My muse seems to have taken the day off. I was feeling a little less than inspired to be really creative, so I just made a real simple dinner, made with some leftovers that needed to be used. Even though I pride myself on my creativity, especially in the kitchen, even I have those days where I am just not feeling up to the challenge. It happens, even to the best of us. Fortunately, these days do not happen to often though.
Dinner was just a simple pesto chicken, served with roasted potatoes and sauteed vegetables, with some of my leftover whole wheat potato bread. Whole Wheat Potato Bread Nothing fancy; just a simple dinner and a quiet evening.
Pesto chicken with roasted potatoes and sauteed vegetables.
I coated the chicken on both sides with homemade pesto, then I roasted it in the oven at 375* F for about 20 minutes, before turning it over and adding mozzarella cheese and pine nuts.
Quartered red potatoes tossed with garlic, olive oil, salt & pepper. I roasted both the chicken and the potatoes together.

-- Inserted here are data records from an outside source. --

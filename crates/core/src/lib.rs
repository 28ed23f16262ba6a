//! `statestream-core` — resource structs and write-kind codes shared by the
//! state store and the event stream.
//!
//! This crate contains **plain data** (no storage, no publishing).

pub mod error;
pub mod id;
pub mod message_type;
pub mod structs;

pub use error::{CoreError, CoreResult};
pub use id::{HasId, generate_uuid};
pub use message_type::MessageType;
pub use structs::{Deployment, DeploymentStatus, Evaluation, EvalStatus, Job, JobStatus};
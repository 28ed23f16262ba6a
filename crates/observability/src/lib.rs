//! Tracing/logging setup shared by processes embedding the event stream.

/// Initialize process-wide tracing, filtered by `RUST_LOG` (default `info`).
///
/// This is safe to call multiple times; subsequent calls become no-ops.
pub fn init() {
    tracing::init();
}

/// Initialize process-wide tracing with an explicit filter directive.
pub fn init_with_filter(directive: &str) {
    tracing::init_with_filter(directive);
}

/// Tracing configuration (filters, layers).
pub mod tracing;
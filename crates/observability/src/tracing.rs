//! Tracing/logging initialization.
//!
//! JSON lines on stdout with timestamps; the filter follows `EnvFilter`
//! directive syntax (e.g. `statestream_state=debug`).

use tracing_subscriber::EnvFilter;

/// Initialize tracing from `RUST_LOG`, falling back to `info`.
///
/// Safe to call multiple times (subsequent calls are no-ops).
pub fn init() {
    let filter = EnvFilter::try_from_default_env()
        .unwrap_or_else(|_| EnvFilter::new("info"));
    install(filter);
}

/// Initialize tracing with `directive`; an unparsable directive falls back to `info`.
pub fn init_with_filter(directive: &str) {
    let filter = EnvFilter::try_new(directive)
        .unwrap_or_else(|_| EnvFilter::new("info"));
    install(filter);
}

fn install(filter: EnvFilter) {
    let _ = tracing_subscriber::fmt()
        .with_env_filter(filter)
        .json()
        .with_timer(tracing_subscriber::fmt::time::SystemTime)
        .with_target(false)
        .try_init();
}
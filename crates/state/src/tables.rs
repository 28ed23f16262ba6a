//! Registry of the tables that feed the event stream.

use statestream_events::Topic;

use crate::changes::ResourceKind;

pub const DEPLOYMENT_TABLE: &str = "deployment";
pub const JOBS_TABLE: &str = "jobs";
pub const EVALS_TABLE: &str = "evals";

/// How rows of one table become events.
#[derive(Debug, Copy, Clone, PartialEq, Eq)]
pub struct TableSpec {
    pub name: &'static str,
    pub topic: Topic,
    /// Kind every row of this table must hold.
    pub kind: ResourceKind,
}

/// Tables tracked by the event stream. Any other table is auxiliary and is
/// never published.
pub const TRACKED_TABLES: &[TableSpec] = &[
    TableSpec {
        name: DEPLOYMENT_TABLE,
        topic: Topic::Deployment,
        kind: ResourceKind::Deployment,
    },
    TableSpec {
        name: JOBS_TABLE,
        topic: Topic::Job,
        kind: ResourceKind::Job,
    },
    TableSpec {
        name: EVALS_TABLE,
        topic: Topic::Eval,
        kind: ResourceKind::Evaluation,
    },
];

pub fn lookup(table: &str) -> Option<&'static TableSpec> {
    TRACKED_TABLES.iter().find(|spec| spec.name == table)
}
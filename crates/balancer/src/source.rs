//! 路由数据源

use relaycast_core::database::dao::{AbilityDao, ChannelDao};
use relaycast_core::database::{lock_db, DbConnection};
use relaycast_core::models::{Ability, Channel};

/// 路由表的数据来源
pub trait RoutingSource: Send + Sync {
    /// 一次性读取全部渠道和能力行
    fn load(&self) -> Result<(Vec<Channel>, Vec<Ability>), String>;
}

/// 从 SQLite 读取
#[derive(Clone)]
pub struct SqliteRoutingSource {
    db: DbConnection,
}

impl SqliteRoutingSource {
    pub fn new(db: DbConnection) -> Self {
        Self { db }
    }
}

impl RoutingSource for SqliteRoutingSource {
    fn load(&self) -> Result<(Vec<Channel>, Vec<Ability>), String> {
        let conn = lock_db(&self.db)?;
        let channels = ChannelDao::list_all(&conn).map_err(|e| format!("读取渠道失败: {e}"))?;
        let abilities = AbilityDao::list_all(&conn).map_err(|e| format!("读取路由能力失败: {e}"))?;
        Ok((channels, abilities))
    }
}

/// 固定数据源，用于测试和静态部署
impl RoutingSource for (Vec<Channel>, Vec<Ability>) {
    fn load(&self) -> Result<(Vec<Channel>, Vec<Ability>), String> {
        Ok(self.clone())
    }
}
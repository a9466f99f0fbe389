//! 额度账本
//!
//! 请求进入上游前按预估成本预扣（[`QuotaLedger::pre_consume`]），
//! 上游返回后按实际用量结算差额（[`QuotaLedger::consume`]），
//! 失败时退还预扣（[`QuotaLedger::undo`]）。结算和退款都在后台执行，不阻塞响应。
//!
//! 预扣结果是一个显式的状态机 [`Reservation`]：Reserved → Completed | Refunded。

pub mod error;
pub mod ledger;
pub mod notify;
pub mod pricing;
pub mod reservation;

pub use error::{QuotaError, QuotaResult};
pub use ledger::{QuotaContext, QuotaLedger};
pub use notify::{LogNotifier, LowBalanceWatch, QuotaNotice, QuotaNotifier};
pub use pricing::{GroupRatioTable, PriceQuote, PricingCatalog, StaticPricing, Usage};
pub use reservation::{Reservation, ReservationState};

After about 20 minutes, I stirred the potatoes and flipped the chicken over, then topped it with mozzarella cheese and pine nuts. I let them both roast for another 20 minutes or so, until the cheese on the chicken was browned and a little crusty. The pine nuts toasted on top as the chicken was cooking, so no need to toast them before hand.
We always have our veggies. We eat a wide variety of vegetables all the time.
I sauteed my heartier vegetables first, then added some grape tomatoes right at the very end, so they would not break down.
All that was needed to make this simple meal complete was a glass of wine, and voila! Presto, pesto. Dinner was served. I chose a crisp chardonnay with hints of grapefruit to accompany the meal. It was a nice pairing.